William Walker
- Born: William Charles Aroyn Walker 19 May 1978 (age 48) Ōpōtiki, New Zealand
- Height: 1.83 m (6 ft 0 in)
- Weight: 88 kg (194 lb)
- School: Ōpōtiki College King's College

Rugby union career
- Position(s): First five-eighth Fullback

Senior career
- Years: Team / Apps / (Points)
- 2004: Gran Ducato Parma /  / (0)
- 2004–2006: World Fighting Bull /  / (0)
- 2006–2009: Gloucester / 46 / (297)
- 2009–2011: Worcester Warriors / 30 / (261)

Provincial / State sides
- Years: Team / Apps / (Points)
- 1997–2001, 2011: North Harbour / 41 / (126)
- 2000: Marlborough / 1 / (0)
- 2002–2003: Otago / 15 / (135)
- 2015: Counties Manukau / 4 / (8)
- Correct as of 19 September 2015

Super Rugby
- Years: Team / Apps / (Points)
- 2002–2003: Highlanders / 22 / (203)
- Correct as of 19 September 2015

International career
- Years: Team / Apps / (Points)
- 2002–2003: New Zealand Māori / 7 / (26)

Coaching career
- Years: Team
- 2021–2023: Auckland Storm
- 2021–2026: Blues Women
- 2025: Black Ferns XV
- 2026–: Fijiana XV

= Willie Walker (rugby union) =

NZ rugby union player

William Charles Aroyn Walker (born 19 May 1978) is a former New Zealand rugby union footballer. He played for Gloucester and Worcester Warriors in the Guinness Premiership. He has also played for the New Zealand Maori.

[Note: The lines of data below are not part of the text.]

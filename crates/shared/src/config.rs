//! Application configuration management.

use rust_decimal::Decimal;
use serde::Deserialize;

/// Application configuration.
#[derive(Debug, Clone, Default, Deserialize)]
pub struct AppConfig {
    /// Journal entry validation settings.
    #[serde(default)]
    pub validation: ValidationConfig,
    /// Approval threshold settings.
    #[serde(default)]
    pub approval: ApprovalConfig,
}

/// Journal entry validation settings.
#[derive(Debug, Clone, Deserialize)]
pub struct ValidationConfig {
    /// Maximum tolerated difference between debit and credit totals, in FCFA.
    #[serde(default = "default_balance_tolerance")]
    pub balance_tolerance: Decimal,
}

fn default_balance_tolerance() -> Decimal {
    Decimal::new(1, 2) // 0.01 FCFA
}

impl Default for ValidationConfig {
    fn default() -> Self {
        Self {
            balance_tolerance: default_balance_tolerance(),
        }
    }
}

/// Approval threshold settings.
///
/// An approval level is required when the entry amount strictly exceeds
/// its limit. The final level has no limit and is never triggered.
#[derive(Debug, Clone, Deserialize)]
pub struct ApprovalConfig {
    /// Amount above which level 1 approval is required, in FCFA.
    #[serde(default = "default_level_1_limit")]
    pub level_1_limit: Decimal,
    /// Amount above which level 2 approval is required, in FCFA.
    #[serde(default = "default_level_2_limit")]
    pub level_2_limit: Decimal,
}

fn default_level_1_limit() -> Decimal {
    Decimal::from(100_000)
}

fn default_level_2_limit() -> Decimal {
    Decimal::from(1_000_000)
}

impl Default for ApprovalConfig {
    fn default() -> Self {
        Self {
            level_1_limit: default_level_1_limit(),
            level_2_limit: default_level_2_limit(),
        }
    }
}

impl AppConfig {
    /// Loads configuration from environment and config files.
    ///
    /// # Errors
    ///
    /// Returns an error if configuration cannot be loaded.
    pub fn load() -> Result<Self, config::ConfigError> {
        let run_mode = std::env::var("RUN_MODE").unwrap_or_else(|_| "development".to_string());

        let config = config::Config::builder()
            .add_source(config::File::with_name("config/default").required(false))
            .add_source(config::File::with_name(&format!("config/{run_mode}")).required(false))
            .add_source(config::Environment::with_prefix("BALAFON").separator("__"))
            .build()?;

        config.try_deserialize()
    }
}
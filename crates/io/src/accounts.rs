//! Chart of accounts CSV import and export.
//!
//! The import contract: columns {Code, Classe, Type, Nom, Description,
//! Auxiliaire, Rapprochable, Actif, Parent}, where the first four are
//! required. The exporter's longer column names are accepted as
//! aliases, so an exported chart imports unchanged. Every accepted row
//! passes the SYSCOHADA account rules before it appears in the result.
//! Parents are resolved by code against the rows of the same file.

use std::collections::HashMap;
use std::io::{Read, Write};

use balafon_core::chart::{AccountClass, AccountType, AccountValidator, ChartAccount};
use balafon_shared::types::AccountId;
use csv::StringRecord;

use crate::error::{ExportError, ImportError};

/// Export column order.
const EXPORT_HEADER: &[&str] = &[
    "Code",
    "Classe",
    "Type Compte",
    "Nom Compte",
    "Compte Auxiliaire",
    "Compte Rapprochable",
    "Statut",
    "Compte Parent",
    "Description",
];

/// Outcome of a chart import.
///
/// Row failures never abort the file: rejected rows land in `errors`
/// while every clean row still produces an account.
#[derive(Debug, Clone)]
pub struct ChartImport {
    /// Accounts accepted after validation, in file order.
    pub accounts: Vec<ChartAccount>,
    /// Errors for the rejected rows.
    pub errors: Vec<ImportError>,
}

impl ChartImport {
    /// Returns true when every row was accepted.
    #[must_use]
    pub fn is_clean(&self) -> bool {
        self.errors.is_empty()
    }
}

/// Column indexes resolved from the header row.
struct Columns {
    code: usize,
    class: usize,
    account_type: usize,
    name: usize,
    description: Option<usize>,
    auxiliary: Option<usize>,
    reconcilable: Option<usize>,
    active: Option<usize>,
    parent: Option<usize>,
}

impl Columns {
    fn resolve(headers: &StringRecord) -> Result<Self, ImportError> {
        let find = |names: &[&str]| {
            headers.iter().position(|h| {
                let header = h.trim();
                names.iter().any(|name| header.eq_ignore_ascii_case(name))
            })
        };
        let require = |name: &'static str, aliases: &[&str]| {
            find(aliases).ok_or_else(|| ImportError::MissingColumn(name.to_string()))
        };

        Ok(Self {
            code: require("Code", &["Code"])?,
            class: require("Classe", &["Classe"])?,
            account_type: require("Type", &["Type", "Type Compte"])?,
            name: require("Nom", &["Nom", "Nom Compte"])?,
            description: find(&["Description"]),
            auxiliary: find(&["Auxiliaire", "Compte Auxiliaire"]),
            reconcilable: find(&["Rapprochable", "Compte Rapprochable"]),
            active: find(&["Actif", "Statut"]),
            parent: find(&["Parent", "Compte Parent"]),
        })
    }
}

/// One parsed data row, before parent linking.
struct ParsedRow {
    row: usize,
    code: String,
    class: AccountClass,
    account_type: AccountType,
    name: String,
    description: Option<String>,
    is_auxiliary: bool,
    is_reconcilable: bool,
    is_active: bool,
    parent_code: Option<String>,
}

/// Stateless CSV importer for the chart of accounts.
pub struct AccountCsvImporter;

impl AccountCsvImporter {
    /// Import a chart from CSV.
    ///
    /// # Errors
    ///
    /// Returns an error when the header row is unreadable or a
    /// required column is missing. Row-level failures are collected in
    /// the result instead.
    pub fn import(input: impl Read) -> Result<ChartImport, ImportError> {
        let mut reader = csv::ReaderBuilder::new()
            .has_headers(true)
            .trim(csv::Trim::All)
            .from_reader(input);

        let headers = reader
            .headers()
            .map_err(|e| ImportError::Malformed(e.to_string()))?
            .clone();
        let columns = Columns::resolve(&headers)?;

        let mut rows = Vec::new();
        let mut errors = Vec::new();
        for (index, result) in reader.records().enumerate() {
            let row = index + 1;
            let record = match result {
                Ok(record) => record,
                Err(e) => {
                    errors.push(ImportError::Malformed(format!("row {row}: {e}")));
                    continue;
                }
            };
            match Self::parse_row(row, &record, &columns) {
                Ok(parsed) => rows.push(parsed),
                Err(e) => errors.push(e),
            }
        }

        let accounts = Self::link_and_validate(rows, &mut errors);
        Ok(ChartImport { accounts, errors })
    }

    fn parse_row(
        row: usize,
        record: &StringRecord,
        columns: &Columns,
    ) -> Result<ParsedRow, ImportError> {
        let field = |index: usize| record.get(index).unwrap_or("").trim();
        let optional = |index: Option<usize>| index.map(field).filter(|v| !v.is_empty());

        let code = field(columns.code);
        if code.is_empty() {
            return Err(ImportError::MissingField { row, field: "Code" });
        }
        let class_raw = field(columns.class);
        if class_raw.is_empty() {
            return Err(ImportError::MissingField {
                row,
                field: "Classe",
            });
        }
        let type_raw = field(columns.account_type);
        if type_raw.is_empty() {
            return Err(ImportError::MissingField { row, field: "Type" });
        }
        let name = field(columns.name);
        if name.is_empty() {
            return Err(ImportError::MissingField { row, field: "Nom" });
        }

        let class = class_raw
            .parse::<u8>()
            .ok()
            .and_then(AccountClass::from_digit)
            .ok_or_else(|| ImportError::InvalidField {
                row,
                field: "Classe",
                value: class_raw.to_string(),
            })?;
        let account_type =
            AccountType::parse(type_raw).ok_or_else(|| ImportError::InvalidField {
                row,
                field: "Type",
                value: type_raw.to_string(),
            })?;

        let is_auxiliary = parse_oui_non(row, "Auxiliaire", optional(columns.auxiliary), false)?;
        let is_reconcilable =
            parse_oui_non(row, "Rapprochable", optional(columns.reconcilable), false)?;
        let is_active = parse_oui_non(row, "Actif", optional(columns.active), true)?;

        Ok(ParsedRow {
            row,
            code: code.to_string(),
            class,
            account_type,
            name: name.to_string(),
            description: optional(columns.description).map(str::to_string),
            is_auxiliary,
            is_reconcilable,
            is_active,
            parent_code: optional(columns.parent).map(str::to_string),
        })
    }

    /// Links parents by code, then runs the account rules on each row.
    fn link_and_validate(rows: Vec<ParsedRow>, errors: &mut Vec<ImportError>) -> Vec<ChartAccount> {
        let with_ids: Vec<(ParsedRow, AccountId)> = rows
            .into_iter()
            .map(|parsed| (parsed, AccountId::new()))
            .collect();

        let mut id_by_code: HashMap<String, AccountId> = HashMap::new();
        for (parsed, id) in &with_ids {
            id_by_code.entry(parsed.code.clone()).or_insert(*id);
        }

        let mut accounts = Vec::with_capacity(with_ids.len());
        for (parsed, id) in with_ids {
            let parent_id = match &parsed.parent_code {
                Some(parent_code) => match id_by_code.get(parent_code) {
                    Some(parent_id) => Some(*parent_id),
                    None => {
                        errors.push(ImportError::InvalidField {
                            row: parsed.row,
                            field: "Parent",
                            value: parent_code.clone(),
                        });
                        continue;
                    }
                },
                None => None,
            };

            let level = u8::try_from(parsed.code.len().saturating_sub(1))
                .unwrap_or(u8::MAX)
                .max(1);
            let account = ChartAccount {
                id,
                code: parsed.code,
                class: parsed.class,
                account_type: parsed.account_type,
                name: parsed.name,
                description: parsed.description,
                parent_id,
                level,
                is_auxiliary: parsed.is_auxiliary,
                is_reconcilable: parsed.is_reconcilable,
                is_active: parsed.is_active,
            };

            let report = AccountValidator::validate(&account);
            if report.is_valid {
                accounts.push(account);
            } else {
                errors.push(ImportError::AccountRejected {
                    row: parsed.row,
                    violations: report.errors,
                });
            }
        }
        accounts
    }
}

/// Stateless CSV exporter for the chart of accounts.
pub struct AccountCsvExporter;

impl AccountCsvExporter {
    /// Export a chart to CSV with the French column set.
    ///
    /// # Errors
    ///
    /// Returns an error when writing fails.
    pub fn export(accounts: &[ChartAccount], output: impl Write) -> Result<(), ExportError> {
        let code_by_id: HashMap<AccountId, &str> = accounts
            .iter()
            .map(|a| (a.id, a.code.as_str()))
            .collect();

        let mut writer = csv::Writer::from_writer(output);
        writer.write_record(EXPORT_HEADER)?;
        for account in accounts {
            let class_digit = account.class.digit().to_string();
            let parent_code = account
                .parent_id
                .and_then(|id| code_by_id.get(&id).copied())
                .unwrap_or("");
            writer.write_record([
                account.code.as_str(),
                class_digit.as_str(),
                account.account_type.french_name(),
                account.name.as_str(),
                oui_non(account.is_auxiliary),
                oui_non(account.is_reconcilable),
                if account.is_active { "Actif" } else { "Inactif" },
                parent_code,
                account.description.as_deref().unwrap_or(""),
            ])?;
        }
        writer.flush()?;
        Ok(())
    }
}

fn oui_non(value: bool) -> &'static str {
    if value {
        "Oui"
    } else {
        "Non"
    }
}

fn parse_oui_non(
    row: usize,
    field: &'static str,
    value: Option<&str>,
    default: bool,
) -> Result<bool, ImportError> {
    let Some(value) = value else {
        return Ok(default);
    };
    match value.to_lowercase().as_str() {
        "oui" | "actif" => Ok(true),
        "non" | "inactif" => Ok(false),
        _ => Err(ImportError::InvalidField {
            row,
            field,
            value: value.to_string(),
        }),
    }
}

Walker is currently the head coach of the Fiji women's national rugby union team

He had previously coached the Blues Women in the Super Rugby Aupiki competition.

== Rugby career ==
Walker debuted for North Harbour in 1997. He later played for Otago in 2002 and 2003. He also played for the Highlanders from 2002 to 2003 before going abroad.

Walker joined Gloucester for the start of the 2006/07 season on a 2-year contract from World Fighting Bull. He made 24 appearances in all competitions during his debut season, scoring 220 points. This included 2 tries against Bath & Bristol. In his second season, he made 23 appearances in all competitions, scoring 96 points. He scored 2 tries against Leicester Tigers and Bourgoin. On 22 May 2008, Walker signed a 2-year extension to his contract.

On 13 September 2008, Walker played a key role in Gloucester's victory at The Rec. He scored 1 try, 1 conversion, 2 penalties & 1 drop-goal to help Gloucester to a 21–17 victory.

On 16 May 2009, having played Nine games and scored 74 points whilst on loan to Worcester Warriors from Gloucester, it was officially announced that Walker had signed a 2-year deal with the Warriors, after being released from his contract by the Cherry & Whites. This new deal would keep Walker at the Worcester Warriors until 2011.

During his loan spell with Worcester Warriors Walker helped the Warriors achieve a huge derby double over local rivals Gloucester by kicking Worcester to victory both at Sixways and Kingsholm.

== Coaching career ==
Walker was appointed as Head Coach of Auckland Storm for the 2021 Farah Palmer Cup season. He then coached the Blues Women in the first-ever women's Super Rugby match in New Zealand on 1 May 2021.

With the announcement of the creation of the Super Rugby Aupiki competition by New Zealand Rugby, Walker was offered the position of Head Coach of the Blues Women for the inaugural season in 2022.